Arbitraire et amateurisme

Comme il fallait s’y attendre la défense a insisté sur les multiples violations des procédures qui ont caractérisé l’enquête et l’instruction depuis le début de cette affaire. Par la police judiciaire, par le juge d’instruction, par la chambre d’accusation et par le tribunal de première instance qui avait condamné Ihsane El Kadi le 2 avril dernier à cinq ans de prison dont 3 fermes et prononcé la dissolution de l’entreprise « Interface Medias » qu’il a fondée et qui édite les 2 titres qu’il dirige, « Radio M » et « Maghreb Emergent ».

La défense a démontré à travers une multitude de faits que ces violations relèvent aussi bien d’un arbitraire assumé que d’un amateurisme affiché.  « L’arrestation d’Ihsane El Kadi est arbitraire et le PV d’audition du 24 décembre est caduc car ne comportant ni date, ni durée, ni qualification d’accusation.  Les scellés sur les locaux d’Interface Média ont été apposés sans décision de justice et portent le nom d’Ihsane El Kadi (!!)et non d’Interface Media. »

La défense a insisté sur la confusion permanente aussi bien lors de l’instruction que lors du procès entre la personne physique (Ihsane El Kadi) et la personne morale (Interface Medias).  D’où cette incapacité de l’accusation à construire un dossier cohérent et documenté. Les avocats ont pointé le déficit juridique de ce dossier dont tout le contenu a été créé par les services de la sécurité intérieure (DGSI), durant la longue garde à vue de cinq jours, à partir de l’examen du téléphone portable d’Ihsane El Kadi.

Quant aux chefs d’accusations relevant des articles 95 et 95-bis du code pénal, portant sur la « réception de fonds de l’étranger à des fins de propagande » et « pour accomplir des actes susceptibles de porter atteinte à la sécurité, à la stabilité et au fonctionnement normal des institutions », ils ne reposent sur aucun fondement et le dossier est baclé.

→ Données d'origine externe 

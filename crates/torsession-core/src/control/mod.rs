//! Control-channel client for a local Tor daemon.
//!
//! Implements the client side of the ControlPort protocol
//! (spec: control-spec.txt) over a Unix domain socket: a single
//! authenticated connection carrying request/reply commands interleaved
//! with asynchronous `650` event notifications.
//!
//! Only one [`ControlChannel`] is meant to exist per supervised daemon;
//! the session coordinator owns it and hands out nothing but results.

mod channel;
pub(crate) mod event;

pub use channel::{ControlChannel, ProxyConfig};
pub use event::ControlEvent;

/// Event class carrying client status notifications.
pub const STATUS_CLIENT: &str = "STATUS_CLIENT";

/// Severity of the status events this crate reacts to.
pub const SEVERITY_NOTICE: &str = "NOTICE";

/// Action token of bootstrap-progress events.
pub const ACTION_BOOTSTRAP: &str = "BOOTSTRAP";

/// Action token reported once the daemon has a working circuit.
pub const ACTION_CIRCUIT_ESTABLISHED: &str = "CIRCUIT_ESTABLISHED";

/// Action token reported when the daemon loses connectivity.
pub const ACTION_CIRCUIT_NOT_ESTABLISHED: &str = "CIRCUIT_NOT_ESTABLISHED";
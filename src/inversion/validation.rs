//! Validation helpers for the inversion engine.
//!
//! This module centralizes the consistency checks used before and during
//! an inversion:
//!
//! - **Tolerance checks**: [`verify_tolerance`], [`verify_max_iter`],
//!   [`verify_delta_fraction`] guard the numeric configuration.
//! - **Shape checks**: [`validate_len`] and [`validate_square`] enforce
//!   vector lengths and square covariances of the expected dimension.
//! - **Caller input**: [`validate_finite_input`] and
//!   [`validate_finite_covariance`] reject NaN / ±∞ in observations, priors,
//!   and covariances before any matrix is inverted.
//! - **Collaborator output**: [`validate_measurement`] and
//!   [`validate_jacobian`] reject wrongly-sized or non-finite forward-model
//!   and Jacobian outputs.
//!
//! All helpers return domain-specific [`InversionError`] variants so that
//! higher-level code reports failures uniformly.
use crate::inversion::{
    errors::{InvResult, InversionError},
    types::{Covariance, Jacobian, MeasVec},
};
use ndarray::{ArrayView1, ArrayView2};

/// Validate a convergence tolerance.
///
/// # Errors
/// Returns [`InversionError::InvalidTolerance`] if `tol` is non-finite or ≤ 0.0.
pub fn verify_tolerance(name: &'static str, tol: f64) -> InvResult<()> {
    if !tol.is_finite() {
        return Err(InversionError::InvalidTolerance { name, tol, reason: "Tolerance must be finite." });
    }
    if tol <= 0.0 {
        return Err(InversionError::InvalidTolerance {
            name,
            tol,
            reason: "Tolerance must be positive.",
        });
    }
    Ok(())
}

/// Validate the iteration cap.
///
/// # Errors
/// Returns [`InversionError::InvalidMaxIter`] if `max_iter == 0`.
pub fn verify_max_iter(max_iter: usize) -> InvResult<()> {
    if max_iter == 0 {
        return Err(InversionError::InvalidMaxIter {
            max_iter,
            reason: "Maximum iterations must be greater than zero.",
        });
    }
    Ok(())
}

/// Validate the finite-difference step fraction.
///
/// The probe offset is `fraction · (upper − lower)`, so the fraction must be
/// finite, strictly positive, and at most `0.5` (beyond that both probes are
/// clipped onto the bounds for every state).
///
/// # Errors
/// Returns [`InversionError::InvalidDeltaFraction`] otherwise.
pub fn verify_delta_fraction(value: f64) -> InvResult<()> {
    if !value.is_finite() {
        return Err(InversionError::InvalidDeltaFraction { value, reason: "Fraction must be finite." });
    }
    if value <= 0.0 {
        return Err(InversionError::InvalidDeltaFraction {
            value,
            reason: "Fraction must be positive.",
        });
    }
    if value > 0.5 {
        return Err(InversionError::InvalidDeltaFraction {
            value,
            reason: "Fraction must not exceed half the bound span.",
        });
    }
    Ok(())
}

/// Validate a vector length.
///
/// # Errors
/// Returns [`InversionError::DimensionMismatch`] if `found != expected`.
pub fn validate_len(what: &'static str, found: usize, expected: usize) -> InvResult<()> {
    if found != expected {
        return Err(InversionError::DimensionMismatch { what, expected, found });
    }
    Ok(())
}

/// Validate that `matrix` is square with side `dim`.
///
/// # Errors
/// - [`InversionError::NonSquareMatrix`] if rows ≠ cols.
/// - [`InversionError::DimensionMismatch`] if the side is not `dim`.
pub fn validate_square(what: &'static str, matrix: &Covariance, dim: usize) -> InvResult<()> {
    let (rows, cols) = matrix.dim();
    if rows != cols {
        return Err(InversionError::NonSquareMatrix { what, rows, cols });
    }
    validate_len(what, rows, dim)
}

/// Validate that every entry of a forward-model output vector is finite.
///
/// # Errors
/// Returns [`InversionError::NonFiniteValue`] for the first offending entry.
pub fn validate_finite(what: &'static str, values: ArrayView1<'_, f64>) -> InvResult<()> {
    match first_non_finite(values.iter()) {
        Some((index, value)) => Err(InversionError::NonFiniteValue { what, index, value }),
        None => Ok(()),
    }
}

/// Validate that every entry of a caller-supplied vector is finite.
///
/// # Errors
/// Returns [`InversionError::NonFiniteInput`] for the first offending entry.
pub fn validate_finite_input(what: &'static str, values: ArrayView1<'_, f64>) -> InvResult<()> {
    match first_non_finite(values.iter()) {
        Some((index, value)) => Err(InversionError::NonFiniteInput { what, index, value }),
        None => Ok(()),
    }
}

/// Validate that every entry of a caller-supplied covariance is finite.
///
/// # Errors
/// Returns [`InversionError::NonFiniteInput`] with the row-major flat index
/// of the first offending entry.
pub fn validate_finite_covariance(what: &'static str, matrix: &Covariance) -> InvResult<()> {
    match first_non_finite(matrix.iter()) {
        Some((index, value)) => Err(InversionError::NonFiniteInput { what, index, value }),
        None => Ok(()),
    }
}

/// Validate a simulated measurement vector returned by a forward model.
///
/// # Checks
/// 1. Length equals `m`.
/// 2. All entries are finite.
pub fn validate_measurement(simulated: &MeasVec, m: usize) -> InvResult<()> {
    validate_len("simulated measurement", simulated.len(), m)?;
    validate_finite("simulated measurement", simulated.view())
}

/// Validate the shape and entries of a Jacobian.
///
/// # Checks
/// 1. Shape equals `m × n`.
/// 2. All entries are finite (no NaN or ±∞).
///
/// # Errors
/// - [`InversionError::DimensionMismatch`] on a wrong row or column count.
/// - [`InversionError::NonFiniteValue`] with the row-major flat index of the
///   first non-finite entry.
pub fn validate_jacobian(jacobian: &Jacobian, m: usize, n: usize) -> InvResult<()> {
    validate_len("Jacobian rows", jacobian.nrows(), m)?;
    validate_len("Jacobian columns", jacobian.ncols(), n)?;
    validate_finite_matrix("Jacobian", jacobian.view())
}

fn validate_finite_matrix(what: &'static str, matrix: ArrayView2<'_, f64>) -> InvResult<()> {
    match first_non_finite(matrix.iter()) {
        Some((index, value)) => Err(InversionError::NonFiniteValue { what, index, value }),
        None => Ok(()),
    }
}

/// `(flat index, value)` of the first NaN / ±∞ in logical (row-major) order.
fn first_non_finite<'a>(values: impl Iterator<Item = &'a f64>) -> Option<(usize, f64)> {
    values.enumerate().find(|(_, value)| !value.is_finite()).map(|(index, &value)| (index, value))
}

Le jugement du tribunal de première instance du 2 avril ne mentionne d’ailleurs aucun lien entre un financement supposé et des « actes de propagande ou d’atteinte à la sécurité, etc… »

L’accusation en échec

Contre toute attente, le procureur a bien reconnu des violations de procédure. « Mais aucun texte de loi ne prévoit l’annulation d’un jugement au simple constat de ces violations » insiste-t-il. Sur le fond, c’est sans surprise que le représentant du ministère public a repris les poncifs des citadelles assiégées. Il a ainsi requis les peines maximales prévues par la loi car, selon lui, il faut accompagner la presse pour lui éviter de commettre des erreurs et même des fautes pouvant servir de prétexte à l’immixtion des ennemis de la nation pour attenter à sa souveraineté et sa stabilité. Et de donner la destruction de l’Irak comme exemple de drame consécutif à des opérations suscitées par des acteurs étrangers et qui sont relayés par des agents internes. Plus sidérants sont les exemples avancés pour justifier la dissolution de l’entreprise pour défaut d’autorisation de l’autorité de régulation de l’audiovisuel. Il fait la comparaison avec « la vente d’armes ou de munitions qui nécessite une autorisation du ministère de la défense nationale ou de la vente des engrais qui nécessite une autorisation du ministère de l’agriculture ». La défense ayant renvoyé la charge de la preuve à l’accusation, le procureur a tenté maladroitement de prouver un financement étranger à travers des échanges « WhatsApp » de type professionnel retrouvés sur le téléphone de Ihsane El Kadi avec un dirigeant d’une association française, lui-même de nationalité algérienne et également actionnaire et membre du conseil d’administration d’Interface médias. Sans préciser de montants ni de dates ni de modes de transferts supposés, il estime qu’il s’agit là « d’un financement étranger et d’origine inconnue » (sic). 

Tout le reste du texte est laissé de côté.